● **ACTION ITEM**
Take the entries below and return them unchanged.

● **Stored entries**
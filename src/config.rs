//! Deployment Configuration
//!
//! Read once at startup from `<script type="application/json" id="cart-sync-config">`.
//! Every field has a default, so the element may be absent or partial.

use serde::{Deserialize, Serialize};

/// Id of the element carrying the JSON configuration
pub const CONFIG_ELEMENT_ID: &str = "cart-sync-config";

/// How the mutate endpoint expects its body
#[derive(Debug, Clone, Copy, Default, PartialEq, Eq, Serialize, Deserialize)]
#[serde(rename_all = "lowercase")]
pub enum BodyEncoding {
    #[default]
    Json,
    Form,
}

impl BodyEncoding {
    pub fn content_type(&self) -> &'static str {
        match self {
            BodyEncoding::Json => "application/json",
            BodyEncoding::Form => "application/x-www-form-urlencoded",
        }
    }
}

#[derive(Debug, Clone, PartialEq, Serialize, Deserialize)]
#[serde(default, rename_all = "camelCase")]
pub struct CartSyncConfig {
    /// Endpoint path, `{itemId}` is replaced by the encoded item id
    pub endpoint_template: String,
    pub body_encoding: BodyEncoding,
    pub csrf_cookie: String,
    pub csrf_header: String,

    pub control_selector: String,
    pub action_attribute: String,
    pub item_id_attribute: String,
    /// Attribute holding a selector of the quantity input used by `add`
    pub qty_input_attribute: String,
    /// Attribute holding a literal quantity used by `add`
    pub qty_attribute: String,

    pub line_selector: String,
    pub qty_selector: String,
    pub line_total_selector: String,
    pub total_selector: String,
    pub count_selector: String,
    pub container_selector: String,
    pub notification_host_id: String,

    pub empty_message: String,
    pub currency_symbol: String,
    pub generic_error_message: String,
    pub notice_duration_ms: u32,

    /// Drop responses older than the last one applied for the same item
    pub discard_stale_responses: bool,
    pub log_level: String,
}

impl Default for CartSyncConfig {
    fn default() -> Self {
        Self {
            endpoint_template: "/cart/items/{itemId}/mutate".to_string(),
            body_encoding: BodyEncoding::Json,
            csrf_cookie: "csrftoken".to_string(),
            csrf_header: "X-CSRF-Token".to_string(),
            control_selector: "[data-cart-action]".to_string(),
            action_attribute: "data-cart-action".to_string(),
            item_id_attribute: "data-item-id".to_string(),
            qty_input_attribute: "data-qty-input".to_string(),
            qty_attribute: "data-qty".to_string(),
            line_selector: "[data-cart-line]".to_string(),
            qty_selector: ".item-qty".to_string(),
            line_total_selector: ".item-total".to_string(),
            total_selector: "#cart-total".to_string(),
            count_selector: "#cart-count".to_string(),
            container_selector: "[data-cart-container]".to_string(),
            notification_host_id: "cart-notifications".to_string(),
            empty_message: "Your cart is empty.".to_string(),
            currency_symbol: "$".to_string(),
            generic_error_message: "Something went wrong updating your cart.".to_string(),
            notice_duration_ms: 4000,
            discard_stale_responses: false,
            log_level: "info".to_string(),
        }
    }
}

impl CartSyncConfig {
    /// Parse configuration JSON, falling back to defaults on error.
    pub fn from_json(raw: &str) -> Self {
        if raw.trim().is_empty() {
            return Self::default();
        }
        match serde_json::from_str(raw) {
            Ok(config) => config,
            Err(e) => {
                log::warn!("[CartSync] Invalid configuration, using defaults: {}", e);
                Self::default()
            }
        }
    }

    /// Load from the configuration element of the current page.
    pub fn load() -> Self {
        let raw = web_sys::window()
            .and_then(|w| w.document())
            .and_then(|d| d.get_element_by_id(CONFIG_ELEMENT_ID))
            .and_then(|el| el.text_content());
        match raw {
            Some(raw) => Self::from_json(&raw),
            None => Self::default(),
        }
    }

    pub fn log_level(&self) -> log::Level {
        self.log_level.parse().unwrap_or(log::Level::Info)
    }
}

● **TASK SOLUTION**
filename src/config.rs
//! Deployment Configuration
//!
//! Read once at startup from `<script type="application/json" id="cart-sync-config">`.
//! Every field has a default, so the element may be absent or partial.

use serde::{Deserialize, Serialize};

/// Id of the element carrying the JSON configuration
pub const CONFIG_ELEMENT_ID: &str = "cart-sync-config";

/// How the mutate endpoint expects its body
#[derive(Debug, Clone, Copy, Default, PartialEq, Eq, Serialize, Deserialize)]
#[serde(rename_all = "lowercase")]
pub enum BodyEncoding {
    #[default]
    Json,
    Form,
}

impl BodyEncoding {
    pub fn content_type(&self) -> &'static str {
        match self {
            BodyEncoding::Json => "application/json",
            BodyEncoding::Form => "application/x-www-form-urlencoded",
        }
    }
}

#[derive(Debug, Clone, PartialEq, Serialize, Deserialize)]
#[serde(default, rename_all = "camelCase")]
pub struct CartSyncConfig {
    /// Endpoint path, `{itemId}` is replaced by the encoded item id
    pub endpoint_template: String,
    pub body_encoding: BodyEncoding,
    pub csrf_cookie: String,
    pub csrf_header: String,

    pub control_selector: String,
    pub action_attribute: String,
    pub item_id_attribute: String,
    /// Attribute holding a selector of the quantity input used by `add`
    pub qty_input_attribute: String,
    /// Attribute holding a literal quantity used by `add`
    pub qty_attribute: String,

    pub line_selector: String,
    pub qty_selector: String,
    pub line_total_selector: String,
    pub total_selector: String,
    pub count_selector: String,
    pub container_selector: String,
    pub notification_host_id: String,

    pub empty_message: String,
    pub currency_symbol: String,
    pub generic_error_message: String,
    pub notice_duration_ms: u32,

    /// Drop responses older than the last one applied for the same item
    pub discard_stale_responses: bool,
    pub log_level: String,
}

impl Default for CartSyncConfig {
    fn default() -> Self {
        Self {
            endpoint_template: "/cart/items/{itemId}/mutate".to_string(),
            body_encoding: BodyEncoding::Json,
            csrf_cookie: "csrftoken".to_string(),
            csrf_header: "X-CSRF-Token".to_string(),
            control_selector: "[data-cart-action]".to_string(),
            action_attribute: "data-cart-action".to_string(),
            item_id_attribute: "data-item-id".to_string(),
            qty_input_attribute: "data-qty-input".to_string(),
            qty_attribute: "data-qty".to_string(),
            line_selector: "[data-cart-line]".to_string(),
            qty_selector: ".item-qty".to_string(),
            line_total_selector: ".item-total".to_string(),
            total_selector: "#cart-total".to_string(),
            count_selector: "#cart-count".to_string(),
            container_selector: "[data-cart-container]".to_string(),
            notification_host_id: "cart-notifications".to_string(),
            empty_message: "Your cart is empty.".to_string(),
            currency_symbol: "$".to_string(),
            generic_error_message: "Something went wrong updating your cart.".to_string(),
            notice_duration_ms: 4000,
            discard_stale_responses: false,
            log_level: "info".to_string(),
        }
    }
}

impl CartSyncConfig {
    /// Parse configuration JSON, falling back to defaults on error.
    pub fn from_json(raw: &str) -> Self {
        if raw.trim().is_empty() {
            return Self::default();
        }
        match serde_json::from_str(raw) {
            Ok(config) => config,
            Err(e) => {
                log::warn!("[CartSync] Invalid configuration, using defaults: {}", e);
                Self::default()
            }
        }
    }

    /// Load from the configuration element of the current page.
    pub fn load() -> Self {
        let raw = web_sys::window()
            .and_then(|w| w.document())
            .and_then(|d| d.get_element_by_id(CONFIG_ELEMENT_ID))
            .and_then(|el| el.text_content());
        match raw {
            Some(raw) => Self::from_json(&raw),
            None => Self::default(),
        }
    }

    pub fn log_level(&self) -> log::Level {
        self.log_level.parse().unwrap_or(log::Level::Info)
    }
}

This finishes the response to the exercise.